2. The process as claimed in claim 1, wherein the acid is selected from organic acid(s) such as acetic, benzenesulfonic, citric, ethanesulfonic, fumaric, formic, succinic, p-toluenesulfonic acid; inorganic acid(s) such as hydrohaloic, phosphoric, sulfuric, halosulfuric, halosulfonic, halophosphoric, polyphosphoric, sulfamicacid, alkyl or aryl sulfonic acid(s) alone or in combination with each other.
3. The process as claimed in claim 2, wherein the acid is sulfuric acid.
4. The process as claimed in claim 1, wherein the solvent is selected from esters, ketones, ethers or mixtures thereof.

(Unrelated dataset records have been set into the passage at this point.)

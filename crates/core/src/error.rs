use crate::types::DbId;

#[derive(Debug, thiserror::Error)]
pub enum CoreError {
    #[error("Entity not found: {entity} with id {id}")]
    NotFound { entity: &'static str, id: DbId },

    #[error("Validation failed: {0}")]
    Validation(String),

    #[error("Conflict: {0}")]
    Conflict(String),

    #[error("Internal error: {0}")]
    Internal(String),
}
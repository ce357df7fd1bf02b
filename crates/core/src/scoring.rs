//! Lead qualification scoring.
//!
//! A lead starts at [`BASE_SCORE`] and gains points for its budget,
//! buying timeline, company size and industry. Each dimension is first
//! classified into a tier, then the tier is mapped to points. The result
//! is clamped to `0..=100`.
//!
//! Budget and company size are matched by substring containment against
//! the canonical intake labels, highest tier first, so a label such as
//! `"Budget: $150K+"` still lands in the top tier. Timeline and industry
//! are matched exactly. Unrecognized values contribute nothing.

use serde::{Deserialize, Serialize};

// ---------------------------------------------------------------------------
// Constants
// ---------------------------------------------------------------------------

/// Score every lead starts from.
pub const BASE_SCORE: i32 = 50;

/// Lower bound of a qualification score.
pub const MIN_SCORE: i32 = 0;

/// Upper bound of a qualification score.
pub const MAX_SCORE: i32 = 100;

/// Industries considered a strong fit.
pub const HIGH_VALUE_INDUSTRIES: &[&str] = &["Healthcare", "Technology", "Finance"];

/// Points awarded for a high-value industry.
const INDUSTRY_FIT_POINTS: i32 = 10;

// ---------------------------------------------------------------------------
// Tiers
// ---------------------------------------------------------------------------

/// Budget bracket declared on the intake form.
#[derive(Debug, Clone, Copy, PartialEq, Eq, PartialOrd, Ord)]
pub enum BudgetTier {
    /// `$5K - $15K`, absent, or unrecognized.
    Minimal,
    /// `$15K - $30K`
    Small,
    /// `$30K - $75K`
    Medium,
    /// `$75K - $150K`
    Large,
    /// `$150K+`
    Enterprise,
}

impl BudgetTier {
    /// Canonical labels checked in order, highest tier first.
    const LABELS: [(&'static str, BudgetTier); 4] = [
        ("$150K+", BudgetTier::Enterprise),
        ("$75K - $150K", BudgetTier::Large),
        ("$30K - $75K", BudgetTier::Medium),
        ("$15K - $30K", BudgetTier::Small),
    ];

    pub fn classify(budget_range: Option<&str>) -> Self {
        budget_range
            .and_then(|value| {
                Self::LABELS
                    .iter()
                    .find(|(label, _)| value.contains(label))
                    .map(|&(_, tier)| tier)
            })
            .unwrap_or(BudgetTier::Minimal)
    }

    pub fn points(self) -> i32 {
        match self {
            BudgetTier::Enterprise => 25,
            BudgetTier::Large => 20,
            BudgetTier::Medium => 15,
            BudgetTier::Small => 10,
            BudgetTier::Minimal => 0,
        }
    }
}

/// How soon the prospect intends to buy.
#[derive(Debug, Clone, Copy, PartialEq, Eq, PartialOrd, Ord)]
pub enum TimelineTier {
    /// `6+ months`, absent, or unrecognized.
    Distant,
    /// `3-6 months`
    Quarter,
    /// `1-3 months`
    Soon,
    /// `Immediate`
    Immediate,
}

impl TimelineTier {
    pub fn classify(timeline: Option<&str>) -> Self {
        match timeline {
            Some("Immediate") => TimelineTier::Immediate,
            Some("1-3 months") => TimelineTier::Soon,
            Some("3-6 months") => TimelineTier::Quarter,
            _ => TimelineTier::Distant,
        }
    }

    pub fn points(self) -> i32 {
        match self {
            TimelineTier::Immediate => 20,
            TimelineTier::Soon => 15,
            TimelineTier::Quarter => 10,
            TimelineTier::Distant => 0,
        }
    }
}

/// Headcount bracket of the prospect company.
#[derive(Debug, Clone, Copy, PartialEq, Eq, PartialOrd, Ord)]
pub enum CompanySizeTier {
    /// `1-10`, absent, or unrecognized.
    Micro,
    /// `11-50`
    Small,
    /// `51-200`
    Medium,
    /// `201-1000`
    Large,
    /// `1000+`
    Enterprise,
}

impl CompanySizeTier {
    /// Canonical labels checked in order, highest tier first.
    const LABELS: [(&'static str, CompanySizeTier); 4] = [
        ("1000+", CompanySizeTier::Enterprise),
        ("201-1000", CompanySizeTier::Large),
        ("51-200", CompanySizeTier::Medium),
        ("11-50", CompanySizeTier::Small),
    ];

    pub fn classify(employee_count: Option<&str>) -> Self {
        employee_count
            .and_then(|value| {
                Self::LABELS
                    .iter()
                    .find(|(label, _)| value.contains(label))
                    .map(|&(_, tier)| tier)
            })
            .unwrap_or(CompanySizeTier::Micro)
    }

    pub fn points(self) -> i32 {
        match self {
            CompanySizeTier::Enterprise => 15,
            CompanySizeTier::Large => 12,
            CompanySizeTier::Medium => 8,
            CompanySizeTier::Small => 5,
            CompanySizeTier::Micro => 0,
        }
    }
}

/// Whether the industry is one the sales team prioritises.
pub fn is_high_value_industry(industry: Option<&str>) -> bool {
    industry.is_some_and(|i| HIGH_VALUE_INDUSTRIES.contains(&i))
}

// ---------------------------------------------------------------------------
// Scoring
// ---------------------------------------------------------------------------

/// The lead attributes that feed the score.
#[derive(Debug, Clone, Copy, Default)]
pub struct ScoringInput<'a> {
    pub budget_range: Option<&'a str>,
    pub timeline: Option<&'a str>,
    pub employee_count: Option<&'a str>,
    pub industry: Option<&'a str>,
}

/// Per-dimension contributions, returned by the intake preview.
#[derive(Debug, Clone, Copy, PartialEq, Eq, Serialize, Deserialize)]
pub struct ScoreBreakdown {
    pub base: i32,
    pub budget: i32,
    pub timeline: i32,
    pub company_size: i32,
    pub industry: i32,
    /// Clamped sum of all contributions.
    pub total: i32,
}

/// Compute the full breakdown for a lead.
pub fn score_breakdown(input: &ScoringInput<'_>) -> ScoreBreakdown {
    let budget = BudgetTier::classify(input.budget_range).points();
    let timeline = TimelineTier::classify(input.timeline).points();
    let company_size = CompanySizeTier::classify(input.employee_count).points();
    let industry = if is_high_value_industry(input.industry) {
        INDUSTRY_FIT_POINTS
    } else {
        0
    };

    let raw = BASE_SCORE + budget + timeline + company_size + industry;

    ScoreBreakdown {
        base: BASE_SCORE,
        budget,
        timeline,
        company_size,
        industry,
        total: raw.clamp(MIN_SCORE, MAX_SCORE),
    }
}

/// Qualification score in `0..=100`.
pub fn score(input: &ScoringInput<'_>) -> i32 {
    score_breakdown(input).total
}

// ---------------------------------------------------------------------------
// Display bands
// ---------------------------------------------------------------------------

/// Coarse band used to colour scores in the lead table.
#[derive(Debug, Clone, Copy, PartialEq, Eq, Serialize, Deserialize)]
#[serde(rename_all = "snake_case")]
pub enum ScoreBand {
    High,
    Medium,
    Low,
}

/// Scores at or above this are "hot".
pub const HOT_LEAD_THRESHOLD: i32 = 80;

/// Scores at or above this (and below [`HOT_LEAD_THRESHOLD`]) are medium.
pub const WARM_LEAD_THRESHOLD: i32 = 60;

impl ScoreBand {
    pub fn from_score(score: i32) -> Self {
        if score >= HOT_LEAD_THRESHOLD {
            ScoreBand::High
        } else if score >= WARM_LEAD_THRESHOLD {
            ScoreBand::Medium
        } else {
            ScoreBand::Low
        }
    }
}

// ---------------------------------------------------------------------------
// Tests
// ---------------------------------------------------------------------------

5. The process as claimed in claim 4, wherein the organic solvent is selected esters such as ethyl acetate, propyl acetate, butyl acetate and like.
6. The process as claimed in claim 1, wherein the purification is carried out using ketonic solvent such as acetone, methylethyl ketone,2-pentanone,3-pentanone methyl isobutyl ketone, and like.

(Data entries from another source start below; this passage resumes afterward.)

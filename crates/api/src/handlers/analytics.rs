//! Handlers for the dashboard aggregates computed over the record store.

use axum::extract::{Query, State};
use axum::Json;
use chrono::Utc;
use dealpulse_core::insights::{build_insight_cards, silent_deals as rank_silent_deals, InsightCard};
use dealpulse_core::pipeline::{compute_metrics, summarize_by_stage, PortfolioMetrics, StageSummary};
use dealpulse_core::status::ACTIVE_PIPELINE_STAGES;
use dealpulse_db::models::deal::Deal;
use dealpulse_db::repositories::{DealRepo, LeadRepo};
use serde::{Deserialize, Serialize};

use crate::error::AppResult;
use crate::response::DataResponse;
use crate::state::AppState;

/// Query parameters for the pipeline summary.
#[derive(Debug, Deserialize)]
pub struct PipelineSummaryParams {
    /// Deals listed per stage; all when absent.
    pub top: Option<usize>,
}

/// A silent deal with its days since last contact (`null` if never).
#[derive(Debug, Serialize)]
pub struct SilentDeal {
    #[serde(flatten)]
    pub deal: Deal,
    pub days_since_contact: Option<i64>,
}

/// GET /api/v1/metrics
pub async fn get_metrics(State(state): State<AppState>) -> AppResult<Json<DataResponse<PortfolioMetrics>>> {
    let leads = LeadRepo::list(&state.pool).await;
    let deals = DealRepo::list(&state.pool).await;
    Ok(Json(DataResponse {
        data: compute_metrics(&leads, &deals),
    }))
}

/// GET /api/v1/pipeline-summary
///
/// One entry per active stage in pipeline order. `?top=` caps the deals
/// listed per stage without changing its count or value.
pub async fn pipeline_summary(
    State(state): State<AppState>,
    Query(params): Query<PipelineSummaryParams>,
) -> AppResult<Json<DataResponse<Vec<StageSummary<Deal>>>>> {
    let deals = DealRepo::list(&state.pool).await;
    let mut summary = summarize_by_stage(&deals, &ACTIVE_PIPELINE_STAGES);
    if let Some(top) = params.top {
        summary.iter_mut().for_each(|s| s.truncate_deals(top));
    }
    Ok(Json(DataResponse { data: summary }))
}

/// GET /api/v1/silent-deals
///
/// Deals with no contact for five or more days, most neglected first.
pub async fn silent_deals(State(state): State<AppState>) -> AppResult<Json<DataResponse<Vec<SilentDeal>>>> {
    let deals = DealRepo::list(&state.pool).await;
    let silent: Vec<SilentDeal> = rank_silent_deals(&deals, Utc::now())
        .into_iter()
        .map(|(deal, class)| SilentDeal {
            deal: deal.clone(),
            days_since_contact: class.days_since_contact,
        })
        .collect();
    Ok(Json(DataResponse { data: silent }))
}

/// GET /api/v1/insights
pub async fn insights(State(state): State<AppState>) -> AppResult<Json<DataResponse<Vec<InsightCard>>>> {
    let leads = LeadRepo::list(&state.pool).await;
    let deals = DealRepo::list(&state.pool).await;
    Ok(Json(DataResponse {
        data: build_insight_cards(&leads, &deals, Utc::now()),
    }))
}
//! Query parameter types shared by several handler modules.

use dealpulse_core::types::DbId;
use serde::Deserialize;

/// `?deal_id=&lead_id=` filter for activity and call-note listings.
///
/// When both are given, a record must match both.
#[derive(Debug, Default, Deserialize)]
pub struct RelatedRecordParams {
    pub deal_id: Option<DbId>,
    pub lead_id: Option<DbId>,
}

/// `?search=` term for the lead table.
#[derive(Debug, Default, Deserialize)]
pub struct SearchParams {
    pub search: Option<String>,
}
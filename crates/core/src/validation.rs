//! Input validation for lead, deal, activity and call-note payloads.
//!
//! Categorical lead fields (industry, budget range, ...) are free-form and
//! are not checked here; only the invariants the store relies on are.

use crate::error::CoreError;
use crate::types::Cents;

/// Inclusive bounds for percentage fields (probability, health score).
pub const MIN_PERCENTAGE: i32 = 0;
pub const MAX_PERCENTAGE: i32 = 100;

/// Largest accepted deal value: one trillion in whole units.
pub const MAX_DEAL_VALUE_CENTS: Cents = 100_000_000_000_000;

// ---------------------------------------------------------------------------
// Field validators
// ---------------------------------------------------------------------------

/// Reject an empty or whitespace-only text field.
pub fn validate_required_text(value: &str, field: &str) -> Result<(), CoreError> {
    if value.trim().is_empty() {
        return Err(CoreError::Validation(format!("{field} must not be empty")));
    }
    Ok(())
}

/// Validate a company name: must contain something other than whitespace.
pub fn validate_company_name(name: &str) -> Result<(), CoreError> {
    validate_required_text(name, "company_name")
}

/// Validate that a percentage lies in `[0, 100]`.
pub fn validate_percentage(value: i32, field: &str) -> Result<(), CoreError> {
    if !(MIN_PERCENTAGE..=MAX_PERCENTAGE).contains(&value) {
        return Err(CoreError::Validation(format!(
            "{field} must be between {MIN_PERCENTAGE} and {MAX_PERCENTAGE}, got {value}"
        )));
    }
    Ok(())
}

/// Validate that a deal value in cents lies in `[0, MAX_DEAL_VALUE_CENTS]`.
pub fn validate_deal_value(value: Cents) -> Result<(), CoreError> {
    if value < 0 {
        return Err(CoreError::Validation(format!(
            "value must be >= 0, got {value}"
        )));
    }
    if value > MAX_DEAL_VALUE_CENTS {
        return Err(CoreError::Validation(format!(
            "value must be <= {MAX_DEAL_VALUE_CENTS}, got {value}"
        )));
    }
    Ok(())
}

/// Validate a call duration in minutes.
pub fn validate_call_duration(minutes: i32) -> Result<(), CoreError> {
    if minutes < 0 {
        return Err(CoreError::Validation(format!(
            "duration must be >= 0, got {minutes}"
        )));
    }
    Ok(())
}

// ---------------------------------------------------------------------------
// Payload validators
// ---------------------------------------------------------------------------

/// Validate the optional deal fields shared by create and update.
///
/// `None` means the field was not supplied and is left to the default or
/// the stored value.
pub fn validate_deal_fields(
    company_name: Option<&str>,
    value: Option<Cents>,
    probability: Option<i32>,
    health_score: Option<i32>,
) -> Result<(), CoreError> {
    if let Some(name) = company_name {
        validate_company_name(name)?;
    }
    if let Some(value) = value {
        validate_deal_value(value)?;
    }
    if let Some(p) = probability {
        validate_percentage(p, "probability")?;
    }
    if let Some(h) = health_score {
        validate_percentage(h, "health_score")?;
    }
    Ok(())
}

/// Validate an activity: the description is required.
pub fn validate_activity(description: &str) -> Result<(), CoreError> {
    validate_required_text(description, "description")
}

/// Validate a call note: a summary is required and the duration, when
/// given, must not be negative.
pub fn validate_call_note(summary: &str, duration: Option<i32>) -> Result<(), CoreError> {
    validate_required_text(summary, "summary")?;
    if let Some(minutes) = duration {
        validate_call_duration(minutes)?;
    }
    Ok(())
}

// ---------------------------------------------------------------------------
// Tests
// ---------------------------------------------------------------------------

#[cfg(test)]
mod tests {
    use assert_matches::assert_matches;

    use super::*;

    // -- validate_company_name ----------------------------------------------

    #[test]
    fn company_name_accepts_text() {
        assert!(validate_company_name("Acme Corporation").is_ok());
    }

    #[test]
    fn company_name_rejects_blank() {
        assert_matches!(validate_company_name(""), Err(CoreError::Validation(_)));
        assert_matches!(validate_company_name("   "), Err(CoreError::Validation(_)));
    }

    // -- validate_percentage ------------------------------------------------

    #[test]
    fn percentage_bounds_are_inclusive() {
        assert!(validate_percentage(0, "probability").is_ok());
        assert!(validate_percentage(100, "probability").is_ok());
    }

    #[test]
    fn percentage_out_of_range_names_field() {
        let err = validate_percentage(101, "health_score").unwrap_err();
        assert!(err.to_string().contains("health_score"));
        assert_matches!(validate_percentage(-1, "probability"), Err(CoreError::Validation(_)));
    }

    // -- validate_deal_value ------------------------------------------------

    #[test]
    fn deal_value_zero_accepted() {
        assert!(validate_deal_value(0).is_ok());
    }

    #[test]
    fn deal_value_negative_rejected() {
        assert_matches!(validate_deal_value(-1), Err(CoreError::Validation(_)));
    }

    #[test]
    fn deal_value_cap_is_inclusive() {
        assert!(validate_deal_value(MAX_DEAL_VALUE_CENTS).is_ok());
        let err = validate_deal_value(4_611_686_018_427_387_904).unwrap_err();
        assert_matches!(err, CoreError::Validation(ref msg) if msg.contains("value must be <="));
    }

    // -- validate_deal_fields -----------------------------------------------

    #[test]
    fn deal_fields_all_absent_is_ok() {
        assert!(validate_deal_fields(None, None, None, None).is_ok());
    }

    #[test]
    fn deal_fields_reject_first_bad_field() {
        let err = validate_deal_fields(Some("Acme"), Some(100), Some(150), Some(20)).unwrap_err();
        assert!(err.to_string().contains("probability"));
    }

    // -- activity / call note -----------------------------------------------

    #[test]
    fn activity_requires_description() {
        assert!(validate_activity("Sent proposal").is_ok());
        assert_matches!(validate_activity(" "), Err(CoreError::Validation(_)));
    }

    #[test]
    fn call_note_rejects_negative_duration() {
        assert!(validate_call_note("Discovery call", Some(30)).is_ok());
        assert!(validate_call_note("Discovery call", None).is_ok());
        assert_matches!(
            validate_call_note("Discovery call", Some(-5)),
            Err(CoreError::Validation(_))
        );
    }

    #[test]
    fn call_note_requires_summary() {
        assert_matches!(validate_call_note("", Some(10)), Err(CoreError::Validation(_)));
    }
}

7. A process for preparing Clevidipine comprising:

(a) selective hydrolysis of tert-butyl methyl 4-(2',3'-dichlorophenyl)-2,6-dimethyl-1,4-dihydropyridine-3,5-dicarboxylate with acid to obtain 1,4-dihydro-2,6-dimethyl-4-(2',3'-dichorophenyl)-5-methoxy carbonyl-3-pyridinecarboxylic acid; and
(b) reacting 1,4-dihydro-2,6-dimethyl-4(2,3'-dichorophenyl)-5-methoxy carbonyl-3-pyridinecarboxylic acid to Clevidipine

8. The process as claimed in claim 7 wherein crude clevidipine is further purified by dissolving in a solvent and crystallizing the product using an anti-solvent.
9. The process as claimed in claim 1 or 8 wherein 1,4-dihydro-2,6-dimethyl-4-(2',3'-dichorophenyl)- 5-methoxycarbonyl 3-pyridinecarboxylic acid is having purity over 99%.

10. The process as claimed in claim 8 which is resulting pure clevidipine having HPLC purity over 99.5%.